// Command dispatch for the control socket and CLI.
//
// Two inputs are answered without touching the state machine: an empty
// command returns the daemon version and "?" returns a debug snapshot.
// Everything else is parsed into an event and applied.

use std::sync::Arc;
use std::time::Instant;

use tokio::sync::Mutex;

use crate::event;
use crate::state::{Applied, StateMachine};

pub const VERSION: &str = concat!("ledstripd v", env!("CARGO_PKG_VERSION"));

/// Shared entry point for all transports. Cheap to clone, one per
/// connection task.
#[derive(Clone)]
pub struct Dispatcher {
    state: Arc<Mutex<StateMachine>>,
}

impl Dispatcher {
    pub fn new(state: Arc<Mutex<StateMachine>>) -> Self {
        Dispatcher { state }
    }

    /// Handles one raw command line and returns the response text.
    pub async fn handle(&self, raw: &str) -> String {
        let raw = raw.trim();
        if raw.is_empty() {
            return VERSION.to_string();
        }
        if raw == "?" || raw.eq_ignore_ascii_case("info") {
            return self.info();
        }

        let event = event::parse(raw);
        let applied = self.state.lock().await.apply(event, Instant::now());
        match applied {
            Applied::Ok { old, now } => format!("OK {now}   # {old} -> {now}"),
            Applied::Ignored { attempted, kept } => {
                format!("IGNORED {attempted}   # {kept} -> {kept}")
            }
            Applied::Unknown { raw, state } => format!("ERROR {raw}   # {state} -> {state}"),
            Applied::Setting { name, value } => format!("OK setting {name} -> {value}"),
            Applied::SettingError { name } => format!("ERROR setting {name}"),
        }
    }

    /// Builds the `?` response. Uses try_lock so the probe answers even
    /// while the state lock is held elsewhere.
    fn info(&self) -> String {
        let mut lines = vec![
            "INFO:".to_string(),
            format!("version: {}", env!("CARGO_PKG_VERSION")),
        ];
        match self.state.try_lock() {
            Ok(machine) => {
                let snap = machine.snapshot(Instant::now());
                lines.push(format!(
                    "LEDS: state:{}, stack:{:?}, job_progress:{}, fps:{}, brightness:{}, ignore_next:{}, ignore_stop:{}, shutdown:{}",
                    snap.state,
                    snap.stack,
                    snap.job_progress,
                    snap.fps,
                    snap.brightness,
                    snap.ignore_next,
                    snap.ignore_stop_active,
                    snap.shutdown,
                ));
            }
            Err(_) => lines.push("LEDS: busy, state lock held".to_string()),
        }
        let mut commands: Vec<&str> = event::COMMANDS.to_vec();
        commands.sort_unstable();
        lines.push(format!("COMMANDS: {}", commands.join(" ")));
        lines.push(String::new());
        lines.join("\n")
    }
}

==

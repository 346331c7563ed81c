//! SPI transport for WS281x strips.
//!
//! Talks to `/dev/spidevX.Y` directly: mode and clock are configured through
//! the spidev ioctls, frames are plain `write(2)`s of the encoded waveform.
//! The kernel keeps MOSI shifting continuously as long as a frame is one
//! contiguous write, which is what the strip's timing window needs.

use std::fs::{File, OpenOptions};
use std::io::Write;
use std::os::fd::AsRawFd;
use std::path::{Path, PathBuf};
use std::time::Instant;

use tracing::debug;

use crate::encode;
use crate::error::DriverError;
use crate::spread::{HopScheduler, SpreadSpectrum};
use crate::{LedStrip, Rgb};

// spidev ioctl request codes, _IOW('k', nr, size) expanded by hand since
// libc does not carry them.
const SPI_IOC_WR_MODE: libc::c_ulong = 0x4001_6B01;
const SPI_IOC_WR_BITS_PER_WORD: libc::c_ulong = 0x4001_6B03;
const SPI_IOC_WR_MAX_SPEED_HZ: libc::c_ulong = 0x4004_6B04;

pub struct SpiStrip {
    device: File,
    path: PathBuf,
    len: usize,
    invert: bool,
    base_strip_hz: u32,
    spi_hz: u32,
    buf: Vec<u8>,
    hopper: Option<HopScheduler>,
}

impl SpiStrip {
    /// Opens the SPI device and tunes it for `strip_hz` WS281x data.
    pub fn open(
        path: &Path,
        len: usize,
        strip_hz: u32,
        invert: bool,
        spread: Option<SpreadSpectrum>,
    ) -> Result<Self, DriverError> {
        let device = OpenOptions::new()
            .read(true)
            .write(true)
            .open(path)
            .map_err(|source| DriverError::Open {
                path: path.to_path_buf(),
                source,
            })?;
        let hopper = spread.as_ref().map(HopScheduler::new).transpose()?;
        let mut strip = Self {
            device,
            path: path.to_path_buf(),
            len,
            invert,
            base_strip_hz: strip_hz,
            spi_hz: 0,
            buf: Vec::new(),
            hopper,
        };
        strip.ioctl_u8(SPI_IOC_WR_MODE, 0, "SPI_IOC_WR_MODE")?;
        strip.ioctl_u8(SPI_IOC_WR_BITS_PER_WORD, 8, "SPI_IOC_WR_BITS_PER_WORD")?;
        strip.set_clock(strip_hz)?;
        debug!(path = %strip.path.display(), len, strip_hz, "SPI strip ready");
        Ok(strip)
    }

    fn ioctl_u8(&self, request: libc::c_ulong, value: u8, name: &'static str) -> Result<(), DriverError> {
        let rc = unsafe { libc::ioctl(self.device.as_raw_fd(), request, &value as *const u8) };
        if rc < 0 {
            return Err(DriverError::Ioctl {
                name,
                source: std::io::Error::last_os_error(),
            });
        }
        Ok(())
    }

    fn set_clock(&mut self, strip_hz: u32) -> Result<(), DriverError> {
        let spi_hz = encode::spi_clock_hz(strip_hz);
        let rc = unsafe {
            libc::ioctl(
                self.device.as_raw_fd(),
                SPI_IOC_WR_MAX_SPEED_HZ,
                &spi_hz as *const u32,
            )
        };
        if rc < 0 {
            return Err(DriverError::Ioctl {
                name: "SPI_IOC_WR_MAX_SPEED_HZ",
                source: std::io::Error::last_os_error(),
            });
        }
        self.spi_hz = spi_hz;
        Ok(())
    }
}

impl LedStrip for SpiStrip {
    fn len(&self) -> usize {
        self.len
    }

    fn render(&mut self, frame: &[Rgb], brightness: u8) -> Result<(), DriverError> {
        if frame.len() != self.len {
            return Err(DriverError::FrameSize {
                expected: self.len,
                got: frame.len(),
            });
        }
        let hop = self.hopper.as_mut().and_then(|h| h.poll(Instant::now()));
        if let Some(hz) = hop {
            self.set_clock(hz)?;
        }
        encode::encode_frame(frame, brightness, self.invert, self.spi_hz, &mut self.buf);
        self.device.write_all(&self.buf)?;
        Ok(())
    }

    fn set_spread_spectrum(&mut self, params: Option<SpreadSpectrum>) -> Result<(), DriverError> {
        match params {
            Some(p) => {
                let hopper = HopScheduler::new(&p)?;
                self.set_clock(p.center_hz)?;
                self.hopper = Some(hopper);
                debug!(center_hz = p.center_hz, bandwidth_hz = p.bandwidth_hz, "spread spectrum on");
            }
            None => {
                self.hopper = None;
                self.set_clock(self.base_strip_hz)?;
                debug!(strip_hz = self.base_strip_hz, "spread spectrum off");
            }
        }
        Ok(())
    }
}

> [What this task involves] Lines of the listing above that contain the word "struct" must all be copied.

> [Answer section]
pub struct Dispatcher {
pub struct SpiStrip {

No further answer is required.